--- START ---

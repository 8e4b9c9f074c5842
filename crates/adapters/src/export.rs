use std::fs;
use std::path::Path;
use std::str::FromStr;

use qdesk_core::query_runner::StatementResult;
use serde_json::{Map, Value};
use thiserror::Error;

#[derive(Debug, Clone, Copy, PartialEq, Eq)]
pub enum ExportFormat {
    Csv,
    Json,
}

impl ExportFormat {
    /// Picks the format from the file extension, defaulting to CSV.
    #[must_use]
    pub fn from_path(path: &Path) -> Self {
        match path.extension().and_then(|extension| extension.to_str()) {
            Some(extension) if extension.eq_ignore_ascii_case("json") => Self::Json,
            _ => Self::Csv,
        }
    }
}

impl FromStr for ExportFormat {
    type Err = ExportError;

    fn from_str(raw: &str) -> Result<Self, Self::Err> {
        match raw.trim().to_ascii_lowercase().as_str() {
            "csv" => Ok(Self::Csv),
            "json" => Ok(Self::Json),
            other => Err(ExportError::UnknownFormat(other.to_string())),
        }
    }
}

#[derive(Debug, Error)]
pub enum ExportError {
    #[error("unknown export format `{0}` (expected csv or json)")]
    UnknownFormat(String),
    #[error("statement returned no columns to export")]
    NoColumns,
    #[error("failed to write export file at {path}: {source}")]
    Write {
        path: String,
        #[source]
        source: std::io::Error,
    },
    #[error("failed to serialize JSON export: {0}")]
    Json(#[from] serde_json::Error),
}

pub fn export_statement(
    path: &Path,
    format: ExportFormat,
    statement: &StatementResult,
) -> Result<usize, ExportError> {
    if statement.columns.is_empty() {
        return Err(ExportError::NoColumns);
    }
    match format {
        ExportFormat::Csv => export_rows_to_csv(path, &statement.columns, &statement.rows),
        ExportFormat::Json => export_rows_to_json(path, &statement.columns, &statement.rows),
    }
}

pub fn export_rows_to_csv(
    path: &Path,
    headers: &[String],
    rows: &[Vec<Value>],
) -> Result<usize, ExportError> {
    let mut content = headers
        .iter()
        .map(|header| csv_escape(header))
        .collect::<Vec<_>>()
        .join(",");
    content.push('\n');

    for row in rows {
        let values = (0..headers.len())
            .map(|column_index| {
                row.get(column_index)
                    .map_or_else(String::new, |value| csv_escape(&cell_text(value)))
            })
            .collect::<Vec<_>>();
        content.push_str(&values.join(","));
        content.push('\n');
    }

    write_file(path, content)?;
    Ok(rows.len())
}

/// One object per row keyed by column name. Cell values keep their JSON type.
pub fn export_rows_to_json(
    path: &Path,
    headers: &[String],
    rows: &[Vec<Value>],
) -> Result<usize, ExportError> {
    let records = rows
        .iter()
        .map(|row| {
            let object = headers
                .iter()
                .enumerate()
                .map(|(column_index, header)| {
                    (
                        header.clone(),
                        row.get(column_index).cloned().unwrap_or(Value::Null),
                    )
                })
                .collect::<Map<_, _>>();
            Value::Object(object)
        })
        .collect::<Vec<_>>();

    let payload = serde_json::to_string_pretty(&records)?;
    write_file(path, payload)?;
    Ok(rows.len())
}

/// Display form of a cell: strings unquoted, null empty, anything else as JSON.
#[must_use]
pub fn cell_text(value: &Value) -> String {
    match value {
        Value::Null => String::new(),
        Value::String(text) => text.clone(),
        other => other.to_string(),
    }
}

fn write_file(path: &Path, content: String) -> Result<(), ExportError> {
    fs::write(path, content).map_err(|source| ExportError::Write {
        path: path.display().to_string(),
        source,
    })
}

fn csv_escape(value: &str) -> String {
    if value.contains([',', '"', '\n', '\r']) {
        format!("\"{}\"", value.replace('"', "\"\""))
    } else {
        value.to_string()
    }
}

--- END ---

• [YOUR OBJECTIVE]: All lines above holding the word "extension" make up the answer; copy each one.

• [THE ANSWER]:
    /// Picks the format from the file extension, defaulting to CSV.
        match path.extension().and_then(|extension| extension.to_str()) {
            Some(extension) if extension.eq_ignore_ascii_case("json") => Self::Json,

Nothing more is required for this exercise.